My challenge is to get the character encoding to work well.

I could use advice on:

  • the database (do i use utf-8? latin1_swedish_ci)
  • the tables in the database (i'd prefer to heve them similar to the database.)
  • the escaping to use in the ajax call (x = escape(x);)
  • the webpage character set (UTF-8? ISO-something?)
  • how this all works together.

I use nicEdit as javascript wysiwyg editor.
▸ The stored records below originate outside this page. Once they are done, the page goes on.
//! Session coordinator
//!
//! A single task owns the queue, the shared transport session and the
//! per-request override session. Caller commands, build results and session
//! events all arrive on channels and are handled one at a time, so the queue
//! state is only ever mutated from this task.
//!
//! Every terminal path goes through [`Coordinator::settle`], which resolves
//! the current request, frees the slot and drains the next one.

use std::sync::Arc;

use tokio::sync::mpsc;
use tracing::{debug, error, info, trace, warn};

use super::completion::{Completion, DeliveryResult};
use super::metrics::MetricsHandle;
use super::queue::DispatchQueue;
use super::sink::ErrorSink;
use super::RequestId;
use crate::error::{BuildError, DispatchError, TransportError};
use crate::message::{CompiledMessage, MessageBuilder, OutgoingMail};
use crate::transport::{EventReceiver, LinkId, SessionEvent, SessionEvents, TransportSession};

type BuildOutcome = (RequestId, Result<CompiledMessage, BuildError>);

/// Messages from [`Mailer`](super::Mailer) handles
pub(crate) enum Command {
    Enqueue(Request),
}

/// A send request as handed to the coordinator
pub(crate) struct Request {
    pub(crate) mail: OutgoingMail,
    pub(crate) completion: Completion,
    pub(crate) via: Option<Box<dyn TransportSession>>,
}

#[derive(Debug, Clone, Copy, PartialEq, Eq)]
enum Phase {
    Queued,
    Building,
    AwaitingTransaction,
    InTransaction,
    Completing,
}

struct Entry {
    mail: OutgoingMail,
    completion: Completion,
    via: Option<Box<dyn TransportSession>>,
    phase: Phase,
    compiled: Option<CompiledMessage>,
}

impl Entry {
    fn new(request: Request) -> Self {
        Self {
            mail: request.mail,
            completion: request.completion,
            via: request.via,
            phase: Phase::Queued,
            compiled: None,
        }
    }

    const fn id(&self) -> RequestId {
        self.completion.id()
    }
}

#[derive(Debug, Clone, Copy, PartialEq, Eq)]
enum LinkState {
    Disconnected,
    Connecting,
    Idle,
    Busy,
}

/// A transport session and the state of its current connection
struct SessionLink {
    session: Box<dyn TransportSession>,
    id: Option<LinkId>,
    state: LinkState,
}

impl SessionLink {
    fn new(session: Box<dyn TransportSession>) -> Self {
        Self {
            session,
            id: None,
            state: LinkState::Disconnected,
        }
    }

    fn owns(&self, link: LinkId) -> bool {
        self.id == Some(link)
    }

    fn connect(&mut self, events: &mpsc::UnboundedSender<(LinkId, SessionEvent)>) {
        let link = LinkId::next();
        debug!(%link, "connecting transport session");
        self.id = Some(link);
        self.state = LinkState::Connecting;
        self.session.connect(SessionEvents::new(link, events.clone()));
    }

    /// Close the connection; later events from it are stale
    fn quit(&mut self) {
        if let Some(link) = self.id.take() {
            debug!(%link, "quitting transport session");
            self.session.quit();
        }
        self.state = LinkState::Disconnected;
    }

    /// Forget a connection that failed
    fn lost(&mut self) {
        self.id = None;
        self.state = LinkState::Disconnected;
    }

    fn mark_idle(&mut self) {
        if matches!(self.state, LinkState::Connecting | LinkState::Busy) {
            self.state = LinkState::Idle;
        }
    }
}

pub(crate) struct Coordinator {
    queue: DispatchQueue<Entry>,
    shared: SessionLink,
    dedicated: Option<SessionLink>,
    builder: Arc<dyn MessageBuilder>,
    sink: Arc<dyn ErrorSink>,
    keep_alive: bool,
    metrics: MetricsHandle,
    commands: mpsc::UnboundedReceiver<Command>,
    built_tx: mpsc::UnboundedSender<BuildOutcome>,
    built_rx: mpsc::UnboundedReceiver<BuildOutcome>,
    events_tx: mpsc::UnboundedSender<(LinkId, SessionEvent)>,
    events_rx: EventReceiver,
}

impl Coordinator {
    pub(crate) fn new(
        builder: Arc<dyn MessageBuilder>,
        session: Box<dyn TransportSession>,
        sink: Arc<dyn ErrorSink>,
        keep_alive: bool,
        metrics: MetricsHandle,
        commands: mpsc::UnboundedReceiver<Command>,
    ) -> Self {
        let (built_tx, built_rx) = mpsc::unbounded_channel();
        let (events_tx, events_rx) = mpsc::unbounded_channel();

        Self {
            queue: DispatchQueue::new(),
            shared: SessionLink::new(session),
            dedicated: None,
            builder,
            sink,
            keep_alive,
            metrics,
            commands,
            built_tx,
            built_rx,
            events_tx,
            events_rx,
        }
    }

    /// Process commands and events until every handle is dropped and the queue is empty
    pub(crate) async fn run(mut self) {
        let mut accepting = true;
        debug!(keep_alive = self.keep_alive, "dispatcher started");

        loop {
            tokio::select! {
                command = self.commands.recv(), if accepting => match command {
                    Some(Command::Enqueue(request)) => self.enqueue(request),
                    None => {
                        debug!(queued = self.queue.len(), "all mailer handles dropped");
                        accepting = false;
                    }
                },
                Some((id, result)) = self.built_rx.recv() => self.on_built(id, result),
                Some((link, event)) = self.events_rx.recv() => self.on_event(link, event),
            }

            self.publish();
            if !accepting && self.queue.is_idle() {
                break;
            }
        }

        self.shared.quit();
        info!("dispatcher stopped");
    }

    fn enqueue(&mut self, request: Request) {
        let id = request.completion.id();
        self.queue.enqueue(Entry::new(request));
        self.metrics.update(|m| m.enqueued += 1);
        debug!(request_id = %id, queued = self.queue.len(), "request queued");
        self.drain();
    }

    /// Start the head of the queue if nothing is in flight
    fn drain(&mut self) {
        let Some(entry) = self.queue.drain() else {
            return;
        };

        entry.phase = Phase::Building;
        let id = entry.id();
        let mail = std::mem::take(&mut entry.mail);
        self.dedicated = entry.via.take().map(SessionLink::new);

        debug!(
            request_id = %id,
            queued = self.queue.len(),
            dedicated = self.dedicated.is_some(),
            "building message"
        );

        let builder = Arc::clone(&self.builder);
        let built = self.built_tx.clone();
        tokio::spawn(async move {
            let build = tokio::spawn(async move { builder.build(mail).await });
            let result = build.await.unwrap_or_else(|err| {
                error!(request_id = %id, error = %err, "message builder panicked");
                Err(BuildError::Panicked(err.to_string()))
            });
            let _ = built.send((id, result));
        });
    }

    /// The session the current request runs on
    fn active_link(&mut self) -> &mut SessionLink {
        self.dedicated.as_mut().unwrap_or(&mut self.shared)
    }

    fn on_built(&mut self, id: RequestId, result: Result<CompiledMessage, BuildError>) {
        let Some(entry) = self
            .queue
            .current_mut()
            .filter(|entry| entry.id() == id && entry.phase == Phase::Building)
        else {
            debug!(request_id = %id, "discarding build result for a settled request");
            return;
        };

        match result {
            Ok(compiled) => {
                entry.compiled = Some(compiled);
                entry.phase = Phase::AwaitingTransaction;
                self.offer_envelope();
            }
            Err(err) => self.settle(Err(DispatchError::BuildFailed(err))),
        }
    }

    /// Hand the current envelope to the session once it is idle
    fn offer_envelope(&mut self) {
        let Some(entry) = self.queue.current() else {
            return;
        };
        if entry.phase != Phase::AwaitingTransaction {
            return;
        }
        let Some(envelope) = entry.compiled.as_ref().map(|c| c.envelope.clone()) else {
            return;
        };
        let id = entry.id();

        let events = self.events_tx.clone();
        let link = self.active_link();
        match link.state {
            LinkState::Disconnected => link.connect(&events),
            LinkState::Idle => {
                debug!(request_id = %id, "opening transaction");
                link.state = LinkState::Busy;
                link.session.use_envelope(envelope);
            }
            LinkState::Connecting | LinkState::Busy => {
                trace!(request_id = %id, state = ?link.state, "waiting for session");
            }
        }
    }

    fn on_event(&mut self, link: LinkId, event: SessionEvent) {
        if !self.active_link().owns(link) {
            self.on_inactive_event(link, event);
            return;
        }

        trace!(%link, ?event, "session event");
        match event {
            SessionEvent::Idle => {
                self.active_link().mark_idle();
                self.offer_envelope();
            }
            SessionEvent::Ready { failed_recipients } => self.on_ready(link, failed_recipients),
            SessionEvent::Done { success } => self.on_done(link, success),
            SessionEvent::Error(err) => {
                self.active_link().lost();
                if self.queue.is_busy() {
                    self.settle(Err(DispatchError::Transport(err)));
                } else {
                    self.orphan(link, err);
                }
            }
        }
    }

    /// Events from a quit connection, or from the shared session while an override runs
    fn on_inactive_event(&mut self, link: LinkId, event: SessionEvent) {
        if self.shared.owns(link) {
            match &event {
                SessionEvent::Idle => self.shared.mark_idle(),
                SessionEvent::Error(_) => self.shared.lost(),
                _ => {}
            }
        }

        match event {
            SessionEvent::Error(err) => self.orphan(link, err),
            event => trace!(%link, ?event, "ignoring event from inactive session"),
        }
    }

    fn on_ready(&mut self, link: LinkId, failed_recipients: Vec<String>) {
        let Some(entry) = self.queue.current_mut() else {
            warn!(%link, "envelope accepted with no request in flight");
            return;
        };
        if entry.phase != Phase::AwaitingTransaction {
            warn!(%link, phase = ?entry.phase, "unexpected envelope acceptance");
            return;
        }

        if !failed_recipients.is_empty() {
            self.active_link().quit();
            self.settle(Err(DispatchError::RecipientsRejected {
                recipients: failed_recipients,
            }));
            return;
        }

        entry.phase = Phase::InTransaction;
        let Some(raw) = entry.compiled.as_ref().map(|c| c.raw.clone()) else {
            return;
        };
        debug!(request_id = %entry.id(), %link, size = raw.len(), "transmitting message");
        entry.phase = Phase::Completing;
        self.active_link().session.send(raw);
    }

    fn on_done(&mut self, link: LinkId, success: bool) {
        let compiled = match self.queue.current_mut() {
            Some(entry) if entry.phase == Phase::Completing => entry.compiled.take(),
            current => {
                warn!(%link, phase = ?current.map(|e| e.phase), "unexpected transaction result");
                return;
            }
        };

        match (success, compiled) {
            (true, Some(compiled)) => {
                if !self.keep_alive {
                    self.active_link().quit();
                }
                self.settle(Ok(compiled));
            }
            _ => {
                self.active_link().quit();
                self.settle(Err(DispatchError::NotQueued));
            }
        }
    }

    /// Resolve the current request, free the slot and start the next one
    fn settle(&mut self, result: DeliveryResult) {
        let Some(entry) = self.queue.finish() else {
            return;
        };
        if let Some(mut dedicated) = self.dedicated.take() {
            dedicated.quit();
        }

        let id = entry.id();
        match &result {
            Ok(_) => {
                info!(request_id = %id, "message delivered");
                self.metrics.update(|m| m.delivered += 1);
            }
            Err(err) => {
                warn!(request_id = %id, error = %err, "request failed");
                self.metrics.update(|m| m.failed += 1);
            }
        }

        if !entry.completion.resolve(result) {
            debug!(request_id = %id, "caller dropped its delivery");
        }

        self.drain();
    }

    fn orphan(&self, link: LinkId, err: TransportError) {
        debug!(%link, error = %err, "transport error with no request in flight");
        self.metrics.update(|m| m.orphan_errors += 1);
        self.sink.report(err);
    }

    fn publish(&self) {
        let queued = self.queue.len();
        let in_flight = self.queue.is_busy();
        self.metrics.update(|m| {
            m.queued = queued;
            m.in_flight = in_flight;
        });
    }
}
I could of course explain what happens whan I want to save ë and if that helps I will, but I figured it would be best to understand the matter instead of just trying to quick-fix it.

[EDIT] To elaborate:

I use these in my PHP
$input = stripslashes($input); //(if magic quotes are 'on')
$input = mysql_real_escape_string($input);
$input = strip_tags($input, '<strong><em><span><ul><ol><p><a><br><li>');

In my htmlpage:
<meta http-equiv="Content-Type" content="text/html; charset=UTF-8" />

Javascript:
x = excape(x);

Database:
MySQL connection collation: utf8_general_ci
Table options: DEFAULT CHARSET=utf8

This is an example of what happens:

I enter (inline) the word Rëg (using 'option+u' then 'e' on my mac).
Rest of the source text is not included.